Após ter comparado resultados eleitorais no distrito de Santarém, pareceu-me oportuno proceder como nos ensaios clínicos. Comparar com um grupo-testemunho. Escolhi o distrito de Leiria, por ser o vizinho do lado e por integrar a faixa costeira. Aquela parte do território que vai crescendo economicamente, embora devagar, enquanto o interior vai definhando de forma mais acelerada. Recordo aos leitores que se trata de verificar 1 - Se o aumento da taxa bruta de abstenção é um fenómeno generalizado no país, ou algo que só existe no distrito de Santarém; 2 - Se essa tendência nefasta é mais acentuada nos concelhos rurais ou nos urbanos; 3 - Se a usual segmentação faixa costeira/interior tem no caso alguma relevância.
Comecemos então por mostrar elementos essenciais dos dois grupos em comparação:
Concelhos Eleitores inscritos Inscritos no maior concelho Abstenção 2005 e 2013
Leiria 16 427.002 Leiria 113.378 39,54% 49,59%
Santarém 21 399.173 Santarém 53.418 38,44% 46,32%
A título de curiosidade, em 2005, o distrito de Santarém ainda tinha mais eleitores inscritos que o de Leiria. 388.249 e 387.376, respectivamente.
Taxa bruta de abstenção no distrito de Leiria, em 2005 e 2013
Concelhos TBA em 2005 TBA em 2013 Diferença 2005/2013
Alcobaça 43,38% 57,92% +14,54%
Alvaiázere 37,84% 43,90% + 6,06%
Ansião 35,57% 45,61% +10,04%
Batalha 39,70% 59,44% +19,74%
Bombarral 44,94% 57,39% +12,45%
Caldas da Rainha 51,74% 60,88% + 9,14%
Castanheira de Pera 27,96% 35,09% + 7,13%
Figueiró dos Vinhos 27,91% 36,79% + 8,88%
Leiria 42,72% 63,62% +20,90%
Marinha Grande 50,51% 60,63% +10,12%
Nazaré 46,03% 55,16% + 9,13%
Óbidos 41,93% 51,54% + 9,61%
Pedrógão Grande 29,40% 41,35% +11,95%
Peniche 49,77% 64,24% +16,47%
Pombal 48,31% 64,00% +15,69%
Porto de Mós 36,53% 55,65% +19,12%
Conferidos os dados, a conclusão é que não deixam dúvidas. Existe uma fuga crescente dos eleitores que ainda escolhem, isto é, que ainda optam por uma das formações concorrentes. No distrito de Leiria, o problema é ainda mais grave que no de Santarém. Na própria cidade do pinhal, a taxa bruta de abstenção cresceu 20,90%, em 8 anos. E o fenómeno é semelhante nos outros concelhos costeiros ou mais urbanos. A excepção é Caldas da Rainha, cuja taxa bruta de abstenção já era em 2005 superior a 50%.

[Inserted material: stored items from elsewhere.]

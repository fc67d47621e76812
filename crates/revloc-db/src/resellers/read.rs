//! Read operations for the `resellers` table.

use sqlx::PgPool;
use uuid::Uuid;

use super::types::{ResellerRow, ResellerStatsRow};

/// Return every active reseller that has coordinates.
///
/// Ordered by `created_at, id` so search ties resolve the same way on
/// every call.
///
/// # Errors
///
/// Returns [`sqlx::Error`] if the query fails.
pub async fn list_searchable_resellers(pool: &PgPool) -> Result<Vec<ResellerRow>, sqlx::Error> {
    sqlx::query_as::<_, ResellerRow>(
        "SELECT id, name, cnpj, address, neighborhood, city, state, cep, phone, whatsapp, \
                hours, latitude, longitude, geocoding_source, active, data_enriched, \
                service_radius_km, priority, registry_data, created_at, updated_at \
         FROM resellers \
         WHERE active = TRUE \
           AND latitude IS NOT NULL \
           AND longitude IS NOT NULL \
         ORDER BY created_at, id",
    )
    .fetch_all(pool)
    .await
}

/// Return records not yet enriched that carry a CNPJ with at least one digit.
///
/// With `active_only`, inactive records are left out as well.
///
/// # Errors
///
/// Returns [`sqlx::Error`] if the query fails.
pub async fn list_enrichment_candidates(
    pool: &PgPool,
    active_only: bool,
) -> Result<Vec<ResellerRow>, sqlx::Error> {
    sqlx::query_as::<_, ResellerRow>(
        "SELECT id, name, cnpj, address, neighborhood, city, state, cep, phone, whatsapp, \
                hours, latitude, longitude, geocoding_source, active, data_enriched, \
                service_radius_km, priority, registry_data, created_at, updated_at \
         FROM resellers \
         WHERE data_enriched = FALSE \
           AND cnpj ~ '[0-9]' \
           AND ($1 = FALSE OR active = TRUE) \
         ORDER BY created_at, id",
    )
    .bind(active_only)
    .fetch_all(pool)
    .await
}

/// Fetch a single reseller by id.
///
/// # Errors
///
/// Returns [`sqlx::Error`] if the query fails.
pub async fn get_reseller(pool: &PgPool, id: Uuid) -> Result<Option<ResellerRow>, sqlx::Error> {
    sqlx::query_as::<_, ResellerRow>(
        "SELECT id, name, cnpj, address, neighborhood, city, state, cep, phone, whatsapp, \
                hours, latitude, longitude, geocoding_source, active, data_enriched, \
                service_radius_km, priority, registry_data, created_at, updated_at \
         FROM resellers \
         WHERE id = $1",
    )
    .bind(id)
    .fetch_optional(pool)
    .await
}

/// Aggregate counters over the whole table.
///
/// # Errors
///
/// Returns [`sqlx::Error`] if the query fails.
pub async fn reseller_stats(pool: &PgPool) -> Result<ResellerStatsRow, sqlx::Error> {
    sqlx::query_as::<_, ResellerStatsRow>(
        "SELECT \
            COUNT(*) AS total, \
            COUNT(*) FILTER (WHERE active = TRUE) AS active, \
            COUNT(*) FILTER (WHERE data_enriched = TRUE) AS enriched, \
            COUNT(*) FILTER (\
                WHERE latitude IS NOT NULL AND longitude IS NOT NULL\
            ) AS with_coordinates, \
            COUNT(*) FILTER (WHERE registry_data IS NOT NULL) AS with_registry_data, \
            COUNT(*) FILTER (WHERE phone != '') AS with_phone, \
            COUNT(*) FILTER (WHERE whatsapp != '') AS with_whatsapp, \
            COUNT(*) FILTER (WHERE geocoding_source = 'google_maps') AS primary_geocoded, \
            COUNT(*) FILTER (WHERE priority > 5) AS high_priority \
         FROM resellers",
    )
    .fetch_one(pool)
    .await
}
//! Brazilian postal code (CEP) helpers.
//!
//! Validation and formatting are pure. [`regional_fallback`] maps the first
//! two digits of a code to an approximate metropolitan-area coordinate and is
//! the last tier consulted after both geocoding providers come back empty.

use crate::reseller::Coordinates;

/// Number of digits in a valid CEP.
pub const CEP_DIGITS: usize = 8;

/// Country qualifier appended to postal-code geocoding queries.
pub const COUNTRY_QUALIFIER: &str = "Brasil";

const SAO_PAULO: Coordinates = Coordinates {
    lat: -23.5505,
    lng: -46.6333,
};
const RIO_DE_JANEIRO: Coordinates = Coordinates {
    lat: -22.9068,
    lng: -43.1729,
};

/// Prefix table: first two CEP digits to a metro-area coordinate.
const REGIONAL_TABLE: &[(&str, &str, Coordinates)] = &[
    ("01", "São Paulo", SAO_PAULO),
    ("02", "São Paulo", SAO_PAULO),
    ("03", "São Paulo", SAO_PAULO),
    ("04", "São Paulo", SAO_PAULO),
    ("05", "São Paulo", SAO_PAULO),
    ("08", "São Paulo", SAO_PAULO),
    ("20", "Rio de Janeiro", RIO_DE_JANEIRO),
    ("21", "Rio de Janeiro", RIO_DE_JANEIRO),
    ("22", "Rio de Janeiro", RIO_DE_JANEIRO),
    (
        "30",
        "Belo Horizonte",
        Coordinates {
            lat: -19.9191,
            lng: -43.9378,
        },
    ),
    (
        "40",
        "Salvador",
        Coordinates {
            lat: -12.9714,
            lng: -38.5014,
        },
    ),
    (
        "50",
        "Recife",
        Coordinates {
            lat: -8.0476,
            lng: -34.8770,
        },
    ),
    (
        "60",
        "Fortaleza",
        Coordinates {
            lat: -3.7172,
            lng: -38.5434,
        },
    ),
    (
        "70",
        "Brasília",
        Coordinates {
            lat: -15.7942,
            lng: -47.8825,
        },
    ),
    (
        "80",
        "Curitiba",
        Coordinates {
            lat: -25.4244,
            lng: -49.2654,
        },
    ),
    (
        "90",
        "Porto Alegre",
        Coordinates {
            lat: -30.0346,
            lng: -51.2177,
        },
    ),
];

/// Strip every non-digit character.
#[must_use]
pub fn digits(code: &str) -> String {
    code.chars().filter(char::is_ascii_digit).collect()
}

/// A CEP is valid when exactly eight digits remain after stripping separators.
#[must_use]
pub fn validate(code: &str) -> bool {
    digits(code).len() == CEP_DIGITS
}

/// Canonical `NNNNN-NNN` form, or the input unchanged when it is not a CEP.
#[must_use]
pub fn format(code: &str) -> String {
    let clean = digits(code);
    if clean.len() == CEP_DIGITS {
        format!("{}-{}", &clean[..5], &clean[5..])
    } else {
        code.to_string()
    }
}

/// Free-text geocoding query for a CEP, e.g. `"01310-100, Brasil"`.
#[must_use]
pub fn geocode_query(code: &str) -> String {
    format!("{}, {COUNTRY_QUALIFIER}", format(code))
}

/// Approximate metro-area coordinate for a valid CEP, if its region is covered.
#[must_use]
pub fn regional_fallback(code: &str) -> Option<Coordinates> {
    regional_fallback_entry(code).map(|(_, coords)| coords)
}

/// Same as [`regional_fallback`] but also returns the metro-area name.
#[must_use]
pub fn regional_fallback_entry(code: &str) -> Option<(&'static str, Coordinates)> {
    let clean = digits(code);
    if clean.len() != CEP_DIGITS {
        return None;
    }
    let prefix = &clean[..2];
    REGIONAL_TABLE
        .iter()
        .find(|(p, _, _)| *p == prefix)
        .map(|(_, region, coords)| (*region, *coords))
}
//! Passthrough lookups: CNPJ registry and free-form address geocoding.

use axum::{extract::State, Extension, Json};
use revloc_core::{cnpj, CompanyRegistration, Coordinates, GeocodeSource};
use serde::{Deserialize, Serialize};

use crate::middleware::RequestId;

use super::{AppState, ResponseMeta};

#[derive(Debug, Deserialize)]
pub(super) struct LookupRequest {
    pub cnpj: String,
}

#[derive(Debug, Serialize)]
pub(super) struct LookupResponse {
    pub success: bool,
    #[serde(skip_serializing_if = "Option::is_none")]
    pub data: Option<CompanyRegistration>,
    pub message: String,
    pub meta: ResponseMeta,
}

#[derive(Debug, Deserialize)]
pub(super) struct GeocodeRequest {
    pub address: String,
    pub city: Option<String>,
    pub state: Option<String>,
}

#[derive(Debug, Serialize)]
pub(super) struct GeocodeResponse {
    pub success: bool,
    #[serde(skip_serializing_if = "Option::is_none")]
    pub data: Option<Coordinates>,
    #[serde(skip_serializing_if = "Option::is_none")]
    pub source: Option<GeocodeSource>,
    pub message: String,
    pub meta: ResponseMeta,
}

pub(super) async fn lookup_company(
    State(state): State<AppState>,
    Extension(req_id): Extension<RequestId>,
    Json(body): Json<LookupRequest>,
) -> Json<LookupResponse> {
    let meta = ResponseMeta::new(req_id.0);

    if !cnpj::validate(&body.cnpj) {
        return Json(LookupResponse {
            success: false,
            data: None,
            message: "Invalid CNPJ.".to_string(),
            meta,
        });
    }

    match state.registry.lookup(&body.cnpj).await {
        Some(company) => Json(LookupResponse {
            success: true,
            data: Some(company),
            message: "Company found.".to_string(),
            meta,
        }),
        None => Json(LookupResponse {
            success: false,
            data: None,
            message: "Company not found in the registry.".to_string(),
            meta,
        }),
    }
}

pub(super) async fn geocode_address(
    State(state): State<AppState>,
    Extension(req_id): Extension<RequestId>,
    Json(body): Json<GeocodeRequest>,
) -> Json<GeocodeResponse> {
    let meta = ResponseMeta::new(req_id.0);

    if body.address.trim().is_empty() {
        return Json(GeocodeResponse {
            success: false,
            data: None,
            source: None,
            message: "Address is required.".to_string(),
            meta,
        });
    }

    let result = state
        .gateway
        .resolve_address(&body.address, body.city.as_deref(), body.state.as_deref())
        .await;

    match result {
        Some(found) => Json(GeocodeResponse {
            success: true,
            data: Some(found.coordinates),
            source: Some(found.source),
            message: "Address located.".to_string(),
            meta,
        }),
        None => Json(GeocodeResponse {
            success: false,
            data: None,
            source: None,
            message: "Could not locate the informed address.".to_string(),
            meta,
        }),
    }
}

Em contraste com as áreas mais urbanizadas, os concelhos rurais do interior (Alvaiázere, Ansião, Castanheira de Pera, Figueiró dos Vinhos e Pedrógão Grande), apresentam taxas brutas de abstenção inferiores a 50%, ou mesmo a 40%, nos casos de Castanheira de Pera e Figueiró dos Vinhos. A evidenciar que abstenção, votos brancos e votos nulos provêm sobretudo do eleitorado mais esclarecido, pelo que só podem representar formas de protesto contra a actual organização eleitoral.
Concluindo, penso poder citar-se a velha e conhecida letra: tudo isto existe, tudo isto é triste, tudo isto é fado. Perante a indiferença generalizada de quem podia, mas não quer de forma alguma, alterar a lei eleitoral. Pudera! Não querem serrar o ramo no qual estão confortavelmente sentados. O problema só terá solução quando, pelo caminho que as coisas levam, deixar de haver eleitos representativos, por não haver eleitores em percentagem suficiente. Já faltou mais. Basta pensar que, conforme já referido anteriormente, Anabela Freitas foi eleita com apenas 5.479 votos, o que equivale a apenas 14,68% dos inscritos. É legal, sem qualquer dúvida. Mas será moralmente aceitável? Significa que em cada 100 eleitores inscritos, 85 não votaram nela. E o mesmo acontece por esse país fora.